■ **WHAT THIS TASK INVOLVES**
Check each line of the data for "Female", then give the number of lines that have it, without any other words.

[Saved entries]
↓↓↓

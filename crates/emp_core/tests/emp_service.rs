use chrono::NaiveDate;
use emp_core::db::open_db_in_memory;
use emp_core::{
    EmpListQuery, EmpPatch, EmpService, EmpServiceError, Gender, NewEmp, RepoError,
    SqliteEmpRepository,
};

#[test]
fn hire_returns_stored_record_with_generated_id() {
    let conn = open_db_in_memory().unwrap();
    let service = EmpService::new(SqliteEmpRepository::try_new(&conn).unwrap());

    let mut tom = NewEmp::new("Tom2", "Tom II", Gender::Male);
    tom.job = Some(1);
    tom.entry_date = NaiveDate::from_ymd_opt(2000, 1, 1);
    tom.dept_id = Some(1);

    let hired = service.hire(tom.clone()).unwrap();
    assert!(hired.id > 0);
    assert_eq!(hired, tom.into_emp(hired.id));
    assert_eq!(service.find(hired.id).unwrap(), Some(hired));
}

#[test]
fn hire_duplicate_username_is_repo_error() {
    let conn = open_db_in_memory().unwrap();
    let service = EmpService::new(SqliteEmpRepository::try_new(&conn).unwrap());

    service
        .hire(NewEmp::new("dup", "First", Gender::Male))
        .unwrap();
    let err = service
        .hire(NewEmp::new("dup", "Second", Gender::Female))
        .unwrap_err();

    match err {
        EmpServiceError::Repo(inner) => assert!(inner.is_constraint_violation()),
        other => panic!("unexpected error: {other}"),
    }
}

#[test]
fn dismiss_and_revise_pass_zero_counts_through() {
    let conn = open_db_in_memory().unwrap();
    let service = EmpService::new(SqliteEmpRepository::try_new(&conn).unwrap());

    let mut patch = EmpPatch::for_id(9999);
    patch.name = Some("Ghost".to_string());

    assert_eq!(service.dismiss(9999).unwrap(), 0);
    assert_eq!(service.revise(&patch).unwrap(), 0);
}

#[test]
fn revise_then_search_reflects_patch() {
    let conn = open_db_in_memory().unwrap();
    let service = EmpService::new(SqliteEmpRepository::try_new(&conn).unwrap());

    let hired = service
        .hire(NewEmp::new("zhao", "Zhao Min", Gender::Female))
        .unwrap();
    let mut patch = EmpPatch::for_id(hired.id);
    patch.name = Some("Zhang Min".to_string());
    assert_eq!(service.revise(&patch).unwrap(), 1);

    let query = EmpListQuery {
        name: Some("Zhang".to_string()),
        ..EmpListQuery::default()
    };
    let found = service.search(&query).unwrap();
    assert_eq!(found.len(), 1);
    assert_eq!(found[0].id, hired.id);
    assert_eq!(found[0].username, "zhao");
}

#[test]
fn service_errors_expose_repo_source() {
    let err = EmpServiceError::from(RepoError::InvalidData("bad row".to_string()));
    assert!(std::error::Error::source(&err).is_some());
    assert!(err.to_string().contains("bad row"));
}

↑↑↑

■ **ANSWER SPACE**
2